Exercise directions - Copy the lines exactly as they appear, starting with the first line of the records and ending with the line that contains "outputs. The model".

Top of Data extract

//! ONNX Runtime engine for extractive BERT question answering.
//!
//! Expects a SQuAD-style model (e.g. MobileBERT) exported with `input_ids`,
//! `attention_mask`, `token_type_ids` inputs and `start_logits`, `end_logits`
//! outputs. The model directory must contain `model.onnx` and `tokenizer.json`.

use std::path::Path;

use bertqa_core::{Answer, Delegate, DeviceCapabilities};
use ort::execution_providers::{CUDAExecutionProvider, ExecutionProvider, NNAPIExecutionProvider};
use ort::session::Session;
use ort::value::Tensor;
use tokenizers::{Tokenizer, TruncationParams, TruncationStrategy};
use tracing::{debug, info};

use crate::engine::{AnswererFactory, AnswererOptions, QuestionAnswerer};
use crate::span::{N_BEST, SpanLimits, best_spans, context_mask, spans_to_answers};

/// Builds [`OnnxBertAnswerer`] handles.
#[derive(Debug, Clone, Copy, Default)]
pub struct OrtAnswererFactory;

impl AnswererFactory for OrtAnswererFactory {
    type Answerer = OnnxBertAnswerer;

    fn create(
        &self,
        model_dir: &Path,
        options: &AnswererOptions,
    ) -> anyhow::Result<OnnxBertAnswerer> {
        OnnxBertAnswerer::load(model_dir, options)
    }
}

/// Capabilities as seen by ONNX Runtime on this host.
///
/// GPU support is detected from the CUDA execution provider. The platform
/// version cannot be detected portably and is supplied by the caller.
#[derive(Debug, Clone, Copy)]
pub struct OrtDeviceCapabilities {
    platform_version: u32,
}

impl OrtDeviceCapabilities {
    pub fn new(platform_version: u32) -> Self {
        Self { platform_version }
    }
}

impl DeviceCapabilities for OrtDeviceCapabilities {
    fn gpu_delegate_supported(&self) -> bool {
        CUDAExecutionProvider::default()
            .is_available()
            .unwrap_or(false)
    }

    fn platform_version(&self) -> u32 {
        self.platform_version
    }
}

pub struct OnnxBertAnswerer {
    session: Session,
    tokenizer: Tokenizer,
    /// Same vocabulary, truncating a lone question to `max_query_len` tokens.
    query_tokenizer: Tokenizer,
    options: AnswererOptions,
}

impl OnnxBertAnswerer {
    /// Load a QA model from a directory containing `model.onnx` and `tokenizer.json`,
    /// running on the delegate named in `options`.
    pub fn load(model_dir: &Path, options: &AnswererOptions) -> anyhow::Result<Self> {
        let model_path = model_dir.join("model.onnx");
        let tokenizer_path = model_dir.join("tokenizer.json");

        anyhow::ensure!(model_path.exists(), "model.onnx not found in {model_dir:?}");
        anyhow::ensure!(
            tokenizer_path.exists(),
            "tokenizer.json not found in {model_dir:?}"
        );

        let builder = Session::builder()?;
        let builder = match options.delegate {
            Delegate::Gpu => builder.with_execution_providers([CUDAExecutionProvider::default()
                .build()
                .error_on_failure()])?,
            Delegate::Nnapi => builder.with_execution_providers([NNAPIExecutionProvider::default()
                .build()
                .error_on_failure()])?,
            Delegate::Cpu { num_threads } => builder.with_intra_threads(num_threads)?,
        };
        let session = builder.commit_from_file(&model_path)?;

        let mut tokenizer = Tokenizer::from_file(&tokenizer_path)
            .map_err(|e| anyhow::anyhow!("load tokenizer: {e}"))?;

        // Only the context is cut when the pair is too long; questions are
        // already within `max_query_len`.
        tokenizer
            .with_truncation(Some(TruncationParams {
                max_length: options.max_seq_len,
                strategy: TruncationStrategy::OnlySecond,
                ..Default::default()
            }))
            .map_err(|e| anyhow::anyhow!("set truncation: {e}"))?;
        tokenizer.with_padding(None);
        let query_tokenizer = query_tokenizer(&tokenizer, options.max_query_len)?;

        info!(
            delegate = %options.delegate,
            model = %model_path.display(),
            "loaded bert qa model"
        );
        Ok(Self {
            session,
            tokenizer,
            query_tokenizer,
            options: *options,
        })
    }
}

impl QuestionAnswerer for OnnxBertAnswerer {
    fn answer(&mut self, context: &str, question: &str) -> anyhow::Result<Vec<Answer>> {
        let question = truncate_question(&self.query_tokenizer, question)?;
        let encoding = self
            .tokenizer
            .encode((question, context), true)
            .map_err(|e| anyhow::anyhow!("tokenize: {e}"))?;

        let seq_len = encoding.get_ids().len();
        let input_ids: Vec<i64> = encoding.get_ids().iter().map(|&id| id as i64).collect();
        let attention_mask: Vec<i64> = encoding
            .get_attention_mask()
            .iter()
            .map(|&m| m as i64)
            .collect();
        let token_type_ids: Vec<i64> = encoding.get_type_ids().iter().map(|&t| t as i64).collect();

        let shape = [1i64, seq_len as i64];
        let ids_tensor = Tensor::from_array((shape, input_ids.into_boxed_slice()))?;
        let mask_tensor = Tensor::from_array((shape, attention_mask.into_boxed_slice()))?;
        let type_tensor = Tensor::from_array((shape, token_type_ids.into_boxed_slice()))?;

        let outputs = self.session.run(ort::inputs![
            "input_ids" => ids_tensor,
            "attention_mask" => mask_tensor,
            "token_type_ids" => type_tensor,
        ])?;

        let (_, start_logits) = outputs["start_logits"].try_extract_tensor::<f32>()?;
        let (_, end_logits) = outputs["end_logits"].try_extract_tensor::<f32>()?;
        anyhow::ensure!(
            start_logits.len() == seq_len && end_logits.len() == seq_len,
            "unexpected logits length: start {}, end {}, expected {seq_len}",
            start_logits.len(),
            end_logits.len()
        );

        let is_context = context_mask(&encoding.get_sequence_ids());
        let limits = SpanLimits {
            n_best: N_BEST,
            max_answer_len: self.options.max_answer_len,
            num_answers: self.options.num_answers,
        };
        let spans = best_spans(start_logits, end_logits, &is_context, &limits);

        let answers = spans_to_answers(context, encoding.get_offsets(), &is_context, &spans);

        debug!(seq_len, answers = answers.len(), "decoded answer spans");
        Ok(answers)
    }
}

fn query_tokenizer(tokenizer: &Tokenizer, max_query_len: usize) -> anyhow::Result<Tokenizer> {
    let mut query = tokenizer.clone();
    query
        .with_truncation(Some(TruncationParams {
            max_length: max_query_len,
            ..Default::default()
        }))
        .map_err(|e| anyhow::anyhow!("set query truncation: {e}"))?;
    Ok(query)
}

/// Cut `question` after its last token that fits the query limit.
fn truncate_question<'q>(
    query_tokenizer: &Tokenizer,
    question: &'q str,
) -> anyhow::Result<&'q str> {
    let encoding = query_tokenizer
        .encode(question, false)
        .map_err(|e| anyhow::anyhow!("tokenize question: {e}"))?;
    if encoding.get_overflowing().is_empty() {
        return Ok(question);
    }
    let end = encoding.get_offsets().last().map_or(0, |&(_, end)| end);
    debug!(kept_bytes = end, "truncated question to query limit");
    Ok(question.get(..end).unwrap_or(question))
}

Bottom of Data extract

Response area -
//! ONNX Runtime engine for extractive BERT question answering.
//!
//! Expects a SQuAD-style model (e.g. MobileBERT) exported with `input_ids`,
//! `attention_mask`, `token_type_ids` inputs and `start_logits`, `end_logits`
//! outputs. The model directory must contain `model.onnx` and `tokenizer.json`.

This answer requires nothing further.